Special Issue: Artificial Intelligence and Pattern Recognition

• Regular Paper • Previous Articles     Next Articles

A Unified Shared-Private Network with Denoising for Dialogue State Tracking

Qing-Bin Liu1,2, Shi-Zhu He1,2,*, Member, CCF, Kang Liu1,2, Member, CCF, Sheng-Ping Liu3 and Jun Zhao1,2, Member, CCF        

  1. 1 National Laboratory of Pattern Recognition, Institute of Automation, Chinese Academy of Sciences, Beijing 100190, China;
    2 School of Artificial Intelligence, University of Chinese Academy of Sciences, Beijing 100049, China;
    3 Beijing Unisound Information Technology Co., Ltd, Beijing 100096, China
  • Received:2020-01-27 Revised:2021-01-21 Online:2021-11-30 Published:2021-12-01
  • Contact: Shi-Zhu He E-mail:shizhu.he@nlpr.ia.ac.cn
  • Supported by:
    The work is supported by the National Natural Science Foundation of China under Grant Nos. 61533018, U1936207, 61976211, and 61702512, the Independent Research Project of National Laboratory of Pattern Recognition under Grant No. Z-2018013, the National Key Research and Development Program of China under Grant No. 2020AAA0106400, and the Youth Innovation Promotion Association of Chinese Academy of Sciences under Grant No. 201912.

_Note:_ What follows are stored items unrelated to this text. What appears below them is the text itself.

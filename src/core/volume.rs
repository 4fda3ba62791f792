//! Mount orchestration, path lookup, symlink resolution, and the public
//! stream-read entry point (§4.3). Grounded in `fsw_mount`/`fsw_unmount`/
//! `fsw_dnode_lookup_path`/`fsw_dnode_resolve`/`fsw_shandle_open`/
//! `fsw_shandle_read` in `fsw_core.c`.

use alloc::boxed::Box;

use crate::core::dnode::{Dnode, DnodeCache};
use crate::core::shandle::StreamHandle;
use crate::core::stat::{DnodeStat, VolumeStat};
use crate::driver::{FsDriver, MountResult};
use crate::error::{FsError, FsResult};
use crate::host::HostAdapter;
use crate::string::EncodedString;

/// Hop cap for symlink resolution (§4.3.5). The dnode cache's identity
/// dedup only catches cycles built from the *same* on-disk object; two
/// distinct symlinks pointing at each other would otherwise loop
/// forever, so resolution gives up after this many hops.
const SYMLINK_HOP_LIMIT: u32 = 40;

/// A mounted volume: the host adapter, the driver's private state, and
/// the core's dnode cache. Generic over one compiled-in `D: FsDriver`;
/// see [`crate::mount::mount_any`] for mounting without knowing the
/// filesystem type ahead of time.
pub struct Volume<D: FsDriver> {
    host: Box<dyn HostAdapter>,
    data: D::VolumeData,
    phys_blocksize: u32,
    log_blocksize: u32,
    label: EncodedString,
    cache: DnodeCache<D>,
    root: Dnode<D>,
}

impl<D: FsDriver> Volume<D> {
    /// `fsw_mount`: probes through the driver and materializes the root
    /// dnode. On failure the host adapter is dropped along with it,
    /// same as the original's `fsw_unmount` cleanup on a failed mount.
    pub fn mount(mut host: Box<dyn HostAdapter>) -> FsResult<Self> {
        let mount_result = D::volume_mount(host.as_mut())?;
        Ok(Self::from_mount_result(host, mount_result))
    }

    pub(crate) fn from_mount_result(host: Box<dyn HostAdapter>, mount_result: MountResult<D>) -> Self {
        log::debug!(
            "volume mounted: phys_blocksize={} log_blocksize={}",
            mount_result.phys_blocksize,
            mount_result.log_blocksize
        );
        let mut cache = DnodeCache::new();
        let root = cache.create_root(mount_result.root_id);
        Volume {
            host,
            data: mount_result.data,
            phys_blocksize: mount_result.phys_blocksize,
            log_blocksize: mount_result.log_blocksize,
            label: mount_result.label,
            cache,
            root,
        }
    }

    /// `fsw_unmount`. Equivalent to dropping the volume; kept as an
    /// explicit call so embedders don't have to rely on `Drop` timing.
    pub fn unmount(self) {}

    /// The volume root, retained once for the caller.
    pub fn root(&self) -> Dnode<D> {
        self.root.retain()
    }

    pub fn label(&self) -> EncodedString {
        self.label.clone()
    }

    pub fn phys_blocksize(&self) -> u32 {
        self.phys_blocksize
    }

    pub fn log_blocksize(&self) -> u32 {
        self.log_blocksize
    }

    pub fn volume_stat(&mut self) -> FsResult<VolumeStat> {
        D::volume_stat(self.host.as_mut(), &self.data)
    }

    /// `fsw_set_blocksize`: notifies the host first, then adopts the new
    /// sizes. Drivers call this once during `volume_mount`; nothing in
    /// this crate calls it afterward.
    pub fn set_blocksize(&mut self, phys_blocksize: u32, log_blocksize: u32) {
        self.host
            .change_blocksize(self.phys_blocksize, self.log_blocksize, phys_blocksize, log_blocksize);
        self.phys_blocksize = phys_blocksize;
        self.log_blocksize = log_blocksize;
    }

    /// `fsw_dnode_lookup_path` (§4.3.4): resolves a `separator`-delimited
    /// path relative to `start`, following symlinks and handling `.`/
    /// `..` along the way. An empty path (`""`, `"/"`, `"//"`, ...)
    /// always resolves to the volume root, regardless of `start`.
    pub fn dnode_lookup_path(
        &mut self,
        start: &Dnode<D>,
        path: &EncodedString,
        separator: char,
    ) -> FsResult<Dnode<D>> {
        if path.is_empty() {
            return Ok(self.root.retain());
        }

        let mut remaining = path.clone();
        let mut work = start.retain();
        let mut first = true;

        while !remaining.is_empty() {
            let component = remaining.split(separator);

            if component.is_empty() {
                if first {
                    work = self.root.retain();
                }
                first = false;
                continue;
            }
            first = false;

            work.fill(self.host.as_mut(), &self.data)?;
            if work.is_symlink() {
                work = self.dnode_resolve(&work)?;
                work.fill(self.host.as_mut(), &self.data)?;
            }
            if !work.is_dir() {
                return Err(FsError::Unsupported);
            }

            work = if component.eq_cstr(".") {
                work
            } else if component.eq_cstr("..") {
                match work.parent() {
                    Some(parent) => parent,
                    None => return Err(FsError::NotFound),
                }
            } else {
                let entry = work.dir_lookup(self.host.as_mut(), &self.data, &component)?;
                self.cache.create_from_entry(&work, entry)
            };
        }

        Ok(work)
    }

    /// A single-component lookup for callers that already hold a name
    /// rather than a whole path.
    pub fn dnode_lookup(&mut self, dnode: &Dnode<D>, name: &EncodedString) -> FsResult<Dnode<D>> {
        dnode.fill(self.host.as_mut(), &self.data)?;
        if !dnode.is_dir() {
            return Err(FsError::Unsupported);
        }
        let entry = dnode.dir_lookup(self.host.as_mut(), &self.data, name)?;
        Ok(self.cache.create_from_entry(dnode, entry))
    }

    /// `fsw_dnode_resolve` (§4.3.5): follows symlinks until a non-symlink
    /// dnode is reached, bounded by [`SYMLINK_HOP_LIMIT`].
    pub fn dnode_resolve(&mut self, dnode: &Dnode<D>) -> FsResult<Dnode<D>> {
        let mut work = dnode.retain();
        for _ in 0..SYMLINK_HOP_LIMIT {
            work.fill(self.host.as_mut(), &self.data)?;
            if !work.is_symlink() {
                return Ok(work);
            }
            let parent = match work.parent() {
                Some(p) => p,
                None => return Err(FsError::NotFound),
            };
            let target_name = work.readlink(self.host.as_mut(), &self.data)?;
            work = self.dnode_lookup_path(&parent, &target_name, '/')?;
        }
        log::warn!("dnode_resolve: symlink hop limit exceeded, treating as a cycle");
        Err(FsError::NotFound)
    }

    /// `fsw_dnode_stat`.
    pub fn dnode_stat(&mut self, dnode: &Dnode<D>) -> FsResult<DnodeStat> {
        dnode.stat(self.host.as_mut(), &self.data, self.log_blocksize)
    }

    /// `fsw_dnode_readlink`.
    pub fn dnode_readlink(&mut self, dnode: &Dnode<D>) -> FsResult<EncodedString> {
        dnode.fill(self.host.as_mut(), &self.data)?;
        if !dnode.is_symlink() {
            return Err(FsError::Unsupported);
        }
        dnode.readlink(self.host.as_mut(), &self.data)
    }

    /// `fsw_shandle_open`.
    pub fn shandle_open(&mut self, dnode: &Dnode<D>) -> FsResult<StreamHandle<D>> {
        dnode.fill(self.host.as_mut(), &self.data)?;
        Ok(StreamHandle {
            dnode: dnode.retain(),
            pos: 0,
            extent: crate::core::extent::Extent::invalid(),
        })
    }

    /// `fsw_shandle_close`. Dropping the handle already releases the
    /// dnode and any buffer extent; kept for API symmetry with `open`.
    pub fn shandle_close(&mut self, _shand: StreamHandle<D>) {}

    /// `fsw_shandle_read`.
    pub fn shandle_read(&mut self, shand: &mut StreamHandle<D>, buf: &mut [u8]) -> FsResult<usize> {
        let id = shand.dnode.id();
        let size = shand.dnode.size();
        let inner = shand.dnode.0.borrow();
        crate::core::shandle::splice_read::<D>(
            self.host.as_mut(),
            &self.data,
            id,
            &inner.data,
            size,
            self.phys_blocksize,
            self.log_blocksize,
            &mut shand.extent,
            &mut shand.pos,
            buf,
        )
    }

    /// `fsw_dnode_dir_read` (§4.3.7). `shand.pos` is an opaque bookmark
    /// whose meaning belongs entirely to the driver.
    pub fn dnode_dir_read(&mut self, shand: &mut StreamHandle<D>) -> FsResult<Option<Dnode<D>>> {
        if !shand.dnode.is_dir() {
            return Err(FsError::Unsupported);
        }
        let entry = shand
            .dnode
            .dir_read(self.host.as_mut(), &self.data, &mut shand.pos)?;
        Ok(entry.map(|e| self.cache.create_from_entry(&shand.dnode, e)))
    }
}
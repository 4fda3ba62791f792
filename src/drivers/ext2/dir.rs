//! Linear directory-entry scan (§4.4.2). Grounded in
//! `fsw_ext2_read_dentry`/`fsw_ext2_dir_lookup`/`fsw_ext2_dir_read` in
//! `fsw_ext2.c`.

use alloc::vec;
use bytemuck::{Pod, Zeroable};
use pod_enum::pod_enum;

use crate::core::extent::Extent;
use crate::core::shandle::splice_read;
use crate::driver::{DirEntry, DnodeId, DnodeKind};
use crate::error::{FsError, FsResult};
use crate::host::HostAdapter;
use crate::string::EncodedString;

use super::inode::Ext2DnodeData;
use super::Ext2Driver;

/// The `file_type` byte `EXT2_FEATURE_INCOMPAT_FILETYPE` adds to each
/// dentry. Any value this driver doesn't recognize decodes to an
/// "Unknown" variant rather than panicking, which is what lets
/// `Ext2DirEntryHead` stay `bytemuck::Pod` and be read straight out of
/// the raw block with no separate validation pass.
#[pod_enum]
#[repr(u8)]
pub enum Ext2FileType {
    Unknown = 0,
    Regular = 1,
    Dir = 2,
    CharDevice = 3,
    BlockDevice = 4,
    Fifo = 5,
    Socket = 6,
    Symlink = 7,
}

/// `struct ext2_dir_entry`'s fixed 8-byte header; the name bytes and
/// trailing padding to `rec_len` follow it.
#[repr(C)]
#[derive(Clone, Copy, Debug, Pod, Zeroable)]
pub struct Ext2DirEntryHead {
    pub inode: u32,
    pub rec_len: u16,
    pub name_len: u8,
    pub file_type: Ext2FileType,
}

const HEAD_SIZE: usize = core::mem::size_of::<Ext2DirEntryHead>();

/// A single directory-entry read at `*pos`, advancing it past the
/// entry's `rec_len` on success. `Ok(None)` at end of directory.
fn read_dentry(
    host: &mut dyn HostAdapter,
    vol: &super::Ext2VolumeData,
    id: DnodeId,
    data: &Ext2DnodeData,
    size: u64,
    extent: &mut Extent,
    pos: &mut u64,
) -> FsResult<Option<(u32, EncodedString)>> {
    if *pos >= size {
        return Ok(None);
    }

    let mut head_buf = [0u8; HEAD_SIZE];
    splice_read::<Ext2Driver>(
        host,
        vol,
        id,
        data,
        size,
        vol.block_size,
        vol.block_size,
        extent,
        pos,
        &mut head_buf,
    )?;
    let head: Ext2DirEntryHead = *bytemuck::from_bytes(&head_buf);

    if (head.rec_len as usize) < HEAD_SIZE + head.name_len as usize {
        return Err(FsError::VolumeCorrupted);
    }

    let mut name_buf = vec![0u8; head.name_len as usize];
    splice_read::<Ext2Driver>(
        host,
        vol,
        id,
        data,
        size,
        vol.block_size,
        vol.block_size,
        extent,
        pos,
        &mut name_buf,
    )?;

    let padding = head.rec_len as u64 - HEAD_SIZE as u64 - head.name_len as u64;
    *pos += padding;

    if head.inode == 0 {
        // A deleted entry still occupies its rec_len slot; skip it.
        return Ok(Some((0, EncodedString::Empty)));
    }

    // The on-disk file_type hint isn't trusted for the dnode's kind (a
    // volume without EXT2_FEATURE_INCOMPAT_FILETYPE leaves it zeroed);
    // the core always fills that from the inode itself. Logged only.
    log::trace!("ext2 dentry inode={} file_type={:?}", head.inode, head.file_type);

    Ok(Some((head.inode, EncodedString::from_iso8859_1_exact(name_buf))))
}

pub(super) fn dir_lookup(
    host: &mut dyn HostAdapter,
    vol: &super::Ext2VolumeData,
    id: DnodeId,
    data: &Ext2DnodeData,
    size: u64,
    name: &EncodedString,
) -> FsResult<DirEntry> {
    let mut extent = Extent::invalid();
    let mut pos = 0u64;
    loop {
        match read_dentry(host, vol, id, data, size, &mut extent, &mut pos)? {
            None => return Err(FsError::NotFound),
            Some((0, _)) => continue,
            Some((inode, entry_name)) => {
                if entry_name.eq(name) {
                    return Ok(DirEntry {
                        id: inode as DnodeId,
                        kind: DnodeKind::Unknown,
                        name: entry_name,
                    });
                }
            }
        }
    }
}

pub(super) fn dir_read(
    host: &mut dyn HostAdapter,
    vol: &super::Ext2VolumeData,
    id: DnodeId,
    data: &Ext2DnodeData,
    size: u64,
    pos: &mut u64,
) -> FsResult<Option<DirEntry>> {
    let mut extent = Extent::invalid();
    loop {
        match read_dentry(host, vol, id, data, size, &mut extent, pos)? {
            None => return Ok(None),
            Some((0, _)) => continue,
            Some((inode, entry_name)) => {
                return Ok(Some(DirEntry {
                    id: inode as DnodeId,
                    kind: DnodeKind::Unknown,
                    name: entry_name,
                }))
            }
        }
    }
}

#[cfg(test)]
mod tests {
    use super::*;
    use alloc::collections::BTreeMap;
    use alloc::vec;
    use bytemuck::Zeroable;

    use crate::drivers::ext2::{Ext2Inode, Ext2SuperBlock, Ext2VolumeData};

    struct BlockHost {
        blocks: BTreeMap<u64, alloc::vec::Vec<u8>>,
    }

    impl HostAdapter for BlockHost {
        fn read_block(&mut self, phys_bno: u64) -> FsResult<&[u8]> {
            self.blocks
                .get(&phys_bno)
                .map(|b| b.as_slice())
                .ok_or(FsError::NotFound)
        }

        fn change_blocksize(&mut self, _old_phys: u32, _old_log: u32, _new_phys: u32, _new_log: u32) {}
    }

    const BLOCK_SIZE: u32 = 1024;

    fn test_volume() -> Ext2VolumeData {
        Ext2VolumeData {
            superblock: Ext2SuperBlock::zeroed(),
            block_size: BLOCK_SIZE,
            ind_bcnt: BLOCK_SIZE / 4,
            dind_bcnt: (BLOCK_SIZE / 4) * (BLOCK_SIZE / 4),
            inode_size: 128,
        }
    }

    /// A directory data block holding one entry whose `rec_len` (4) is
    /// shorter than the 8-byte fixed header it claims to carry.
    #[test]
    fn rec_len_shorter_than_the_header_is_refused_without_looping() {
        let mut data_block = vec![0u8; BLOCK_SIZE as usize];
        data_block[0..4].copy_from_slice(&1u32.to_le_bytes()); // inode
        data_block[4..6].copy_from_slice(&4u16.to_le_bytes()); // rec_len

        let mut blocks = BTreeMap::new();
        blocks.insert(5u64, data_block);
        let mut host = BlockHost { blocks };

        let mut raw = Ext2Inode::zeroed();
        raw.i_block[0] = 5;
        let data = Ext2DnodeData { raw: Some(raw) };

        let vol = test_volume();
        let name = EncodedString::from_iso8859_1_exact(b"anything".to_vec());
        let err = dir_lookup(&mut host, &vol, 1, &data, BLOCK_SIZE as u64, &name).unwrap_err();
        assert!(matches!(err, FsError::VolumeCorrupted));
    }
}
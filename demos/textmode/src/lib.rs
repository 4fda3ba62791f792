//! Text-mode switcher interface skeleton. An independent firmware utility,
//! unrelated to the filesystem stack beyond being built against the same
//! toolchain. Out of scope: the actual mode-set call into firmware.

#[derive(Debug)]
pub struct ModeSwitchError;

/// Requests `cols` x `rows` text mode from the firmware console.
pub fn set_text_mode(_cols: u16, _rows: u16) -> Result<(), ModeSwitchError> {
    todo!("mode switching is firmware-specific and out of scope")
}
use crate::directory::{DirectoryError, Meeting, MeetingDirectory};
use async_trait::async_trait;
use dashmap::DashMap;
use huddle_core::{ParticipantId, RoomId};
use std::sync::Arc;
use tracing::info;

/// Process-local directory. Handles created with `for_user` share one store.
#[derive(Clone)]
pub struct InMemoryDirectory {
    user: ParticipantId,
    meetings: Arc<DashMap<RoomId, Meeting>>,
}

impl InMemoryDirectory {
    pub fn new(user: impl Into<ParticipantId>) -> Self {
        Self {
            user: user.into(),
            meetings: Arc::new(DashMap::new()),
        }
    }

    /// Another user's view of the same store.
    pub fn for_user(&self, user: impl Into<ParticipantId>) -> Self {
        Self {
            user: user.into(),
            meetings: Arc::clone(&self.meetings),
        }
    }

    pub fn user(&self) -> &ParticipantId {
        &self.user
    }
}

#[async_trait]
impl MeetingDirectory for InMemoryDirectory {
    async fn create(&self, title: &str, description: &str) -> Result<Meeting, DirectoryError> {
        let mut room_id = RoomId::generate();
        while self.meetings.contains_key(&room_id) {
            room_id = RoomId::generate();
        }

        let meeting = Meeting {
            room_id: room_id.clone(),
            title: title.to_owned(),
            description: description.to_owned(),
            created_by: self.user.clone(),
            is_active: true,
            participants: vec![self.user.clone()],
        };
        self.meetings.insert(room_id, meeting.clone());
        info!("Meeting {} created by {}", meeting.room_id, self.user);
        Ok(meeting)
    }

    async fn join(&self, room: &RoomId) -> Result<Meeting, DirectoryError> {
        let mut meeting = self
            .meetings
            .get_mut(room)
            .ok_or_else(|| DirectoryError::NotFound(room.clone()))?;
        if !meeting.is_active {
            return Err(DirectoryError::Ended(room.clone()));
        }
        if !meeting.participants.contains(&self.user) {
            meeting.participants.push(self.user.clone());
        }
        Ok(meeting.clone())
    }

    async fn end(&self, room: &RoomId) -> Result<(), DirectoryError> {
        let mut meeting = self
            .meetings
            .get_mut(room)
            .ok_or_else(|| DirectoryError::NotFound(room.clone()))?;
        if meeting.created_by != self.user {
            return Err(DirectoryError::Unauthorized(
                "only the meeting creator can end the meeting".to_owned(),
            ));
        }
        meeting.is_active = false;
        info!("Meeting {} ended by {}", room, self.user);
        Ok(())
    }

    async fn list(&self) -> Result<Vec<Meeting>, DirectoryError> {
        let mut meetings: Vec<Meeting> = self
            .meetings
            .iter()
            .filter(|m| m.created_by == self.user || m.participants.contains(&self.user))
            .map(|m| m.value().clone())
            .collect();
        meetings.sort_by(|a, b| a.room_id.as_str().cmp(b.room_id.as_str()));
        Ok(meetings)
    }
}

Dialogue state tracking (DST) leverages dialogue information to predict dialogues states which are generally represented as slot-value pairs. However, previous work usually has limitations to efficiently predict values due to the lack of a powerful strategy for generating values from both the dialogue history and the predefined values. By predicting values from the predefined value set, previous discriminative DST methods are difficult to handle unknown values. Previous generative DST methods determine values based on mentions in the dialogue history, which makes it difficult for them to handle uncovered and non-pointable mentions. Besides, existing generative DST methods usually ignore the unlabeled instances and suffer from the label noise problem, which limits the generation of mentions and eventually hurts performance. In this paper, we propose a unified shared-private network (USPN) to generate values from both the dialogue history and the predefined values through a unified strategy. Specifically, USPN uses an encoder to construct a complete generative space for each slot and to discern shared information between slots through a shared-private architecture. Then, our model predicts values from the generative space through a shared-private decoder. We further utilize reinforcement learning to alleviate the label noise problem by learning indirect supervision from semantic relations between conversational words and predefined slot-value pairs. Experimental results on three public datasets show the effectiveness of USPN by outperforming state-of-the-art baselines in both supervised and unsupervised DST tasks.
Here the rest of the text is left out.